[Opening SOURCE MATERIAL section]

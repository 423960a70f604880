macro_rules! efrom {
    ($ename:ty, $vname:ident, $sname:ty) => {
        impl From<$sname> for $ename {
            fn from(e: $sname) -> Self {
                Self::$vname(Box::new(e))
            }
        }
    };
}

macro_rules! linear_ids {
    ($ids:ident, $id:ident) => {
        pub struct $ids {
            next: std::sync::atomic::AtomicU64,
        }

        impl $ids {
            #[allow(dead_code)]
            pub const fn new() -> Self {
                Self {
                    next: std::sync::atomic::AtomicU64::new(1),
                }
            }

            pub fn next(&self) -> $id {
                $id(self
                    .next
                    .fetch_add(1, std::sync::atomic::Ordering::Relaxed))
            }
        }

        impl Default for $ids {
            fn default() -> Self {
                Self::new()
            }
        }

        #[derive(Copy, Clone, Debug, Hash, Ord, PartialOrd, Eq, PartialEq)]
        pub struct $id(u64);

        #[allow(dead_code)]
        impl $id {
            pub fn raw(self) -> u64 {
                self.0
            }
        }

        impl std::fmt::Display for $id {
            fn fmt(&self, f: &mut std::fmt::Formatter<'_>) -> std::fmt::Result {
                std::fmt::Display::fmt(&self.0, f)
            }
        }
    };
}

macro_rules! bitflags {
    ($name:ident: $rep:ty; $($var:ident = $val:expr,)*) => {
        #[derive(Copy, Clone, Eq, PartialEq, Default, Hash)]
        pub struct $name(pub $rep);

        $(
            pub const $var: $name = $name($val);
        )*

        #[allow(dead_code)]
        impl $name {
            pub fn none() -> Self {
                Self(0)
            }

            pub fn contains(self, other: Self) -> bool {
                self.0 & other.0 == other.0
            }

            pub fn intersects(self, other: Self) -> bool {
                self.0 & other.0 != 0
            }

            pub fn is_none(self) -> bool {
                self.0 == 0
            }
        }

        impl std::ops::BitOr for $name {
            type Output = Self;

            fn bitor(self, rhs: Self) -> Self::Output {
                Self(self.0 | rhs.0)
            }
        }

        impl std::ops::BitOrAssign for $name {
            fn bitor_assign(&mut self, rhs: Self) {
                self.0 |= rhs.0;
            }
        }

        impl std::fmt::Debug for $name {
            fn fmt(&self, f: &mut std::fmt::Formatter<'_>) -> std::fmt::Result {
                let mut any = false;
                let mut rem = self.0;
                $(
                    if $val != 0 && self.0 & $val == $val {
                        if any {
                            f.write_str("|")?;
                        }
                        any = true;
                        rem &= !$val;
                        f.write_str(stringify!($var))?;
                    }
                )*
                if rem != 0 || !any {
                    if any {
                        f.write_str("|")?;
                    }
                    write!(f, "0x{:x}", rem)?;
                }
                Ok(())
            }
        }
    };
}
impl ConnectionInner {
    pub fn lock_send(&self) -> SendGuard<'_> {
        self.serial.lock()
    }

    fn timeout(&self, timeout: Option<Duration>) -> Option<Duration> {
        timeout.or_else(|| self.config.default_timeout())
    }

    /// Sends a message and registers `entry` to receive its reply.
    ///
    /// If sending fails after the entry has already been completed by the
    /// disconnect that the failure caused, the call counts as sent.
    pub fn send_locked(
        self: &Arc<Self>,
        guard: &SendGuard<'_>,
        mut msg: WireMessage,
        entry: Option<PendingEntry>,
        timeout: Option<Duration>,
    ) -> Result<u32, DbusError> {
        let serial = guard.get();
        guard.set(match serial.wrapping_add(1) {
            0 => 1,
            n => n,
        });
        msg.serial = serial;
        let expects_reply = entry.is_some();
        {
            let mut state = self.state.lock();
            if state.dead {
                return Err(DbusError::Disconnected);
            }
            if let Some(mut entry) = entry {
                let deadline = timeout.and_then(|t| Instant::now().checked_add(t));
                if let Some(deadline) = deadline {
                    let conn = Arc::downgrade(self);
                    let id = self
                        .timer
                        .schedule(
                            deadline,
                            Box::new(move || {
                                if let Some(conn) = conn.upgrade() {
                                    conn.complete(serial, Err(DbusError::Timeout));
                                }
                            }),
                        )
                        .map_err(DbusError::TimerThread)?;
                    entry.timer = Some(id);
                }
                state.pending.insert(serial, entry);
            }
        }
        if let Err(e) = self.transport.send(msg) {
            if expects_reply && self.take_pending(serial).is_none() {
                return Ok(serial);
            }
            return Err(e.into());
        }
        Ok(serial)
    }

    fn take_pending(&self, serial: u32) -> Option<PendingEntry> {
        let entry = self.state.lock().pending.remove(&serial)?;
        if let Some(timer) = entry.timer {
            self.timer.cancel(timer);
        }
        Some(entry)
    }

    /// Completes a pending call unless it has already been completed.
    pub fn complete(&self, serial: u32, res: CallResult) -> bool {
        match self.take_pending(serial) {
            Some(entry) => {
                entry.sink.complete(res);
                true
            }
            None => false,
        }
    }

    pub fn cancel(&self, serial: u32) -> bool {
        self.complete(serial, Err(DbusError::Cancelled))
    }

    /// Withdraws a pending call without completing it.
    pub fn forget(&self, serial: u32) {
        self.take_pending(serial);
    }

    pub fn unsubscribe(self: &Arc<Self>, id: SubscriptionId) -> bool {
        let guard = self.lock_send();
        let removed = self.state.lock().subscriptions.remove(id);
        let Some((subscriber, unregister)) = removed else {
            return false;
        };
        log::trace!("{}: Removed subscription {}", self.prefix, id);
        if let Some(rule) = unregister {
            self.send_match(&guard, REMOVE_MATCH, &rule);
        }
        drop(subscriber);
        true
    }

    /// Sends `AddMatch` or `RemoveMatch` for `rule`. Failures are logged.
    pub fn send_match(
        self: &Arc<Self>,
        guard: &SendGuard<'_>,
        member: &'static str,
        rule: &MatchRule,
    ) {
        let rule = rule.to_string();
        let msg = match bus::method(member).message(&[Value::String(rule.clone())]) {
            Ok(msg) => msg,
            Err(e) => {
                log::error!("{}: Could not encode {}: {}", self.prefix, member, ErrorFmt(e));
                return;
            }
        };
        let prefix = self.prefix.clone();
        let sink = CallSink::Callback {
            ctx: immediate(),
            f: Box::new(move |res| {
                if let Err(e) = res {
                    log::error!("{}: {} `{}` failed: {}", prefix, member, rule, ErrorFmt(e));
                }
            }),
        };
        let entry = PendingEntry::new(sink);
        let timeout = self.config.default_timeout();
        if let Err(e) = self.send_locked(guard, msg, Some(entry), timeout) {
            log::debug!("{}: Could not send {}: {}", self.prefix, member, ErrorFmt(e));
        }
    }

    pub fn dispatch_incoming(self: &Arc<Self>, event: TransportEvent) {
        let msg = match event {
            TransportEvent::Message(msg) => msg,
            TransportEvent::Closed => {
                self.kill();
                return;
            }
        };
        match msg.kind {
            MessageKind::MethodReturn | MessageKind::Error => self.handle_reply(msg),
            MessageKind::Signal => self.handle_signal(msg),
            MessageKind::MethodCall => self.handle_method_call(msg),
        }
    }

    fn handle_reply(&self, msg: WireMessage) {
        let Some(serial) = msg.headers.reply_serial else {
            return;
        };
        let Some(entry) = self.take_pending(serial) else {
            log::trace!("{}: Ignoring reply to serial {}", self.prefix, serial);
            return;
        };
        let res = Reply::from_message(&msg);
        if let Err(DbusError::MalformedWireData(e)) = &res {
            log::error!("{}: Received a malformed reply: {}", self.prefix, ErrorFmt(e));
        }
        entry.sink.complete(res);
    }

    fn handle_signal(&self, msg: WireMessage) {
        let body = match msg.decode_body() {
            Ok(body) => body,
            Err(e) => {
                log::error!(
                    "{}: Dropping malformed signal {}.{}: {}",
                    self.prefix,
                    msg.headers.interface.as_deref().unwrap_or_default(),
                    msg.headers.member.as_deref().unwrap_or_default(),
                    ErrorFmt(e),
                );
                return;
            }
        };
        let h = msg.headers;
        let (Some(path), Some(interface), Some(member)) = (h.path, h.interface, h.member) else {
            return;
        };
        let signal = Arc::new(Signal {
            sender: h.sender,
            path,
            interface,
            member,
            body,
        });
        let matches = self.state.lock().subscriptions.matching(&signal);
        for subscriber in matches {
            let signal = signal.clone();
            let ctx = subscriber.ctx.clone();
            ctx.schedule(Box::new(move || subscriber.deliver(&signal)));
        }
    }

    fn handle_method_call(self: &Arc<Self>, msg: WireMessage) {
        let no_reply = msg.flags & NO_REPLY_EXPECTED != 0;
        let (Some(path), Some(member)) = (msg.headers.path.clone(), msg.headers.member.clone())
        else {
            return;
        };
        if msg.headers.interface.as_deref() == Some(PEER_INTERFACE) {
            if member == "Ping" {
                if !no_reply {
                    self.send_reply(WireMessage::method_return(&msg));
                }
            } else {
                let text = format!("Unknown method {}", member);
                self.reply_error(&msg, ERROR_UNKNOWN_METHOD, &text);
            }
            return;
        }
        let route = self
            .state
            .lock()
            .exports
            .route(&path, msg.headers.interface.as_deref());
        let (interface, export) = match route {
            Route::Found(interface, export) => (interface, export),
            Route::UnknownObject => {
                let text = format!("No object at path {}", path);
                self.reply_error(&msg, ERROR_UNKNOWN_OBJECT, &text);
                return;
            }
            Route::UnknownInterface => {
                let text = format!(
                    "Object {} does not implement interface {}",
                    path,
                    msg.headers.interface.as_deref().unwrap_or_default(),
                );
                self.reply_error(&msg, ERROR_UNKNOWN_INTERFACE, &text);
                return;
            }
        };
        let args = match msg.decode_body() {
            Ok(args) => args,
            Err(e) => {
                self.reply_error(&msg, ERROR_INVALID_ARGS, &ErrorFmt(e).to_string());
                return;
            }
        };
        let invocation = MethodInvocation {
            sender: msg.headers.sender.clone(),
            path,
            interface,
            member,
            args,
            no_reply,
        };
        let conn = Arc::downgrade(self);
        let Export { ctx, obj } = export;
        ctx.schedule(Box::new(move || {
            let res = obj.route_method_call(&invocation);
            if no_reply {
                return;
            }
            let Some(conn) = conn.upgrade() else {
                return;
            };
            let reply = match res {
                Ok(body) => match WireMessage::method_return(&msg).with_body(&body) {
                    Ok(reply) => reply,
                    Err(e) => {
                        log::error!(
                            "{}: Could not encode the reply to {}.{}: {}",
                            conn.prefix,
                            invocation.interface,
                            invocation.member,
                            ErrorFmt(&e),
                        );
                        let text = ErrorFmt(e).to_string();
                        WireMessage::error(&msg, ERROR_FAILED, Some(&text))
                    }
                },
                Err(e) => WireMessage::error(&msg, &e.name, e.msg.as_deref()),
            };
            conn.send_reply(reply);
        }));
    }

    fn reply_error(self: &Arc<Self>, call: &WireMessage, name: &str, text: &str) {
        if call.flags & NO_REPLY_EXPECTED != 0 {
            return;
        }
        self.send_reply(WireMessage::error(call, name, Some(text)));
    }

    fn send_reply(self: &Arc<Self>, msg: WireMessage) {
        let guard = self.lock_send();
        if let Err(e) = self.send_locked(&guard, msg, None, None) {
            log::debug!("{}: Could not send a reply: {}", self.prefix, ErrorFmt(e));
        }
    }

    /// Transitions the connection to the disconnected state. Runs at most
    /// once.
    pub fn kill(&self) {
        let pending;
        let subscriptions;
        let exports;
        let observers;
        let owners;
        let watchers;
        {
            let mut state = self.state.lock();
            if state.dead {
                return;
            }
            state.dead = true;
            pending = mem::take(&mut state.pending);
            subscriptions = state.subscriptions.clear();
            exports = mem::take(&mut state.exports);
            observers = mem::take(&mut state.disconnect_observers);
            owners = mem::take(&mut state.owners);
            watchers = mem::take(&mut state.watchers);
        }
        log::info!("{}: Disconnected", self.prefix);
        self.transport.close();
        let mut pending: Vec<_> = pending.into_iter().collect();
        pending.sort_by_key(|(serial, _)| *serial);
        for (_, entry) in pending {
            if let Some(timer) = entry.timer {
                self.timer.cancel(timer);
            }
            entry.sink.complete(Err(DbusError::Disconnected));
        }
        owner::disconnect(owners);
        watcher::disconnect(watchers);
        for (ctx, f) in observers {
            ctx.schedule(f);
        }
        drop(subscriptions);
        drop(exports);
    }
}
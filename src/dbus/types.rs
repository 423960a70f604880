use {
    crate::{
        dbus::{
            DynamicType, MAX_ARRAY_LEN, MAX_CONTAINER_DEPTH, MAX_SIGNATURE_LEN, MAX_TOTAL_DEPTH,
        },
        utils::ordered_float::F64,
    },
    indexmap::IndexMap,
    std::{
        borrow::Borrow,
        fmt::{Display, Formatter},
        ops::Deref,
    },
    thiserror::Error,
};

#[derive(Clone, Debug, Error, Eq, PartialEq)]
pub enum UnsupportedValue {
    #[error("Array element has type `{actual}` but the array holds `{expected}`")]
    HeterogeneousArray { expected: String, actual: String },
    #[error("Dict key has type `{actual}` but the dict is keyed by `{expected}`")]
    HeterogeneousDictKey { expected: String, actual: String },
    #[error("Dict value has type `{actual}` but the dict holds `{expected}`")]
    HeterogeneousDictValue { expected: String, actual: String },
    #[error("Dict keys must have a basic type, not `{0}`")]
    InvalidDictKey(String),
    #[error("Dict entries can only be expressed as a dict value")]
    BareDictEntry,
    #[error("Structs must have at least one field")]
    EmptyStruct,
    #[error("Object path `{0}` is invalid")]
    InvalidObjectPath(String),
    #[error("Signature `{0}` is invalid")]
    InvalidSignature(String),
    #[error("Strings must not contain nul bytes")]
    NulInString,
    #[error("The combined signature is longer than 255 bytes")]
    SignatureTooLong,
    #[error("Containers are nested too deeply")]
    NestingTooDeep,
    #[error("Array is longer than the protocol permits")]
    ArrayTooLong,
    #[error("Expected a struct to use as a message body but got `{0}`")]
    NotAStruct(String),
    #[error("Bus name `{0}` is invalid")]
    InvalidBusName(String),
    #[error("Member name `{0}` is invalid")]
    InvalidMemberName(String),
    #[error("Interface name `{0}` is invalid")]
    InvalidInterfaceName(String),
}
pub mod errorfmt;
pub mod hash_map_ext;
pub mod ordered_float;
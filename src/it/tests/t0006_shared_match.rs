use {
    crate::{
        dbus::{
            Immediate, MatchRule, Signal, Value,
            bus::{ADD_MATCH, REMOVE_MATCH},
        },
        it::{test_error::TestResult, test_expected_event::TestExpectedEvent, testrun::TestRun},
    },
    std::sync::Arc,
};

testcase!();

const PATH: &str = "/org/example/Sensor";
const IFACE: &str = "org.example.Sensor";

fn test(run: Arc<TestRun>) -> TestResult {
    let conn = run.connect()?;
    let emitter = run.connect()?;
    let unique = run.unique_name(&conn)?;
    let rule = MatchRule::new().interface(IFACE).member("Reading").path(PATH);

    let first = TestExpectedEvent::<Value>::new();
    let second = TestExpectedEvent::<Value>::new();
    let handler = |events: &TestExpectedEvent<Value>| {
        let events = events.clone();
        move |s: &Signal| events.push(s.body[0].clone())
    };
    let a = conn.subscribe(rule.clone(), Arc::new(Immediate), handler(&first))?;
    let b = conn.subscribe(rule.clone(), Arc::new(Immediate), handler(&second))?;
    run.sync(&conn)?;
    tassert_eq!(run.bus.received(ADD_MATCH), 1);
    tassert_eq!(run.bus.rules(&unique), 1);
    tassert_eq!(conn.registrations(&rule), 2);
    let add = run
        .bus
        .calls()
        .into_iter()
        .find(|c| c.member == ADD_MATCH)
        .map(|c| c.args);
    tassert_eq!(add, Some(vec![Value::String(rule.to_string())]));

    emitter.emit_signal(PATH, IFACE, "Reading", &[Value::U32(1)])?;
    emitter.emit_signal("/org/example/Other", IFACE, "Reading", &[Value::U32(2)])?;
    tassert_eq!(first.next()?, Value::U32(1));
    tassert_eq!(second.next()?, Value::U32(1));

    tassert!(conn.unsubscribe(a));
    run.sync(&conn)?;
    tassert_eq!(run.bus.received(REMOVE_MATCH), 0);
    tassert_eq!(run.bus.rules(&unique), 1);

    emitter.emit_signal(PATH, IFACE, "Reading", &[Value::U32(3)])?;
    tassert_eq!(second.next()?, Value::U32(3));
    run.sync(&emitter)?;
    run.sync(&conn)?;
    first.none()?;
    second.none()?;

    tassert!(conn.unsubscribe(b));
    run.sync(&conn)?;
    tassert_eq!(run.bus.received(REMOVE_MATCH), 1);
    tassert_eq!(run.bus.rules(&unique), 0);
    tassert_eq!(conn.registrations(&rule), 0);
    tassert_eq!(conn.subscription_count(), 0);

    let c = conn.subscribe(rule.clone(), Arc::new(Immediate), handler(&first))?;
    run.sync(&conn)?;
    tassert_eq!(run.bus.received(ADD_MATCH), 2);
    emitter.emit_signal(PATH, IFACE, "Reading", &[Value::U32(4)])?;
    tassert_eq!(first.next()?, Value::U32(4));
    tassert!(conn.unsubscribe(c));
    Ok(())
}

[Closing SOURCE MATERIAL section]

_AIM OF THE TASK_
Every line above that includes the string "actual" needs to be copied.

_TASK RESULT_
    #[error("Array element has type `{actual}` but the array holds `{expected}`")]
    HeterogeneousArray { expected: String, actual: String },
    #[error("Dict key has type `{actual}` but the dict is keyed by `{expected}`")]
    HeterogeneousDictKey { expected: String, actual: String },
    #[error("Dict value has type `{actual}` but the dict holds `{expected}`")]
    HeterogeneousDictValue { expected: String, actual: String },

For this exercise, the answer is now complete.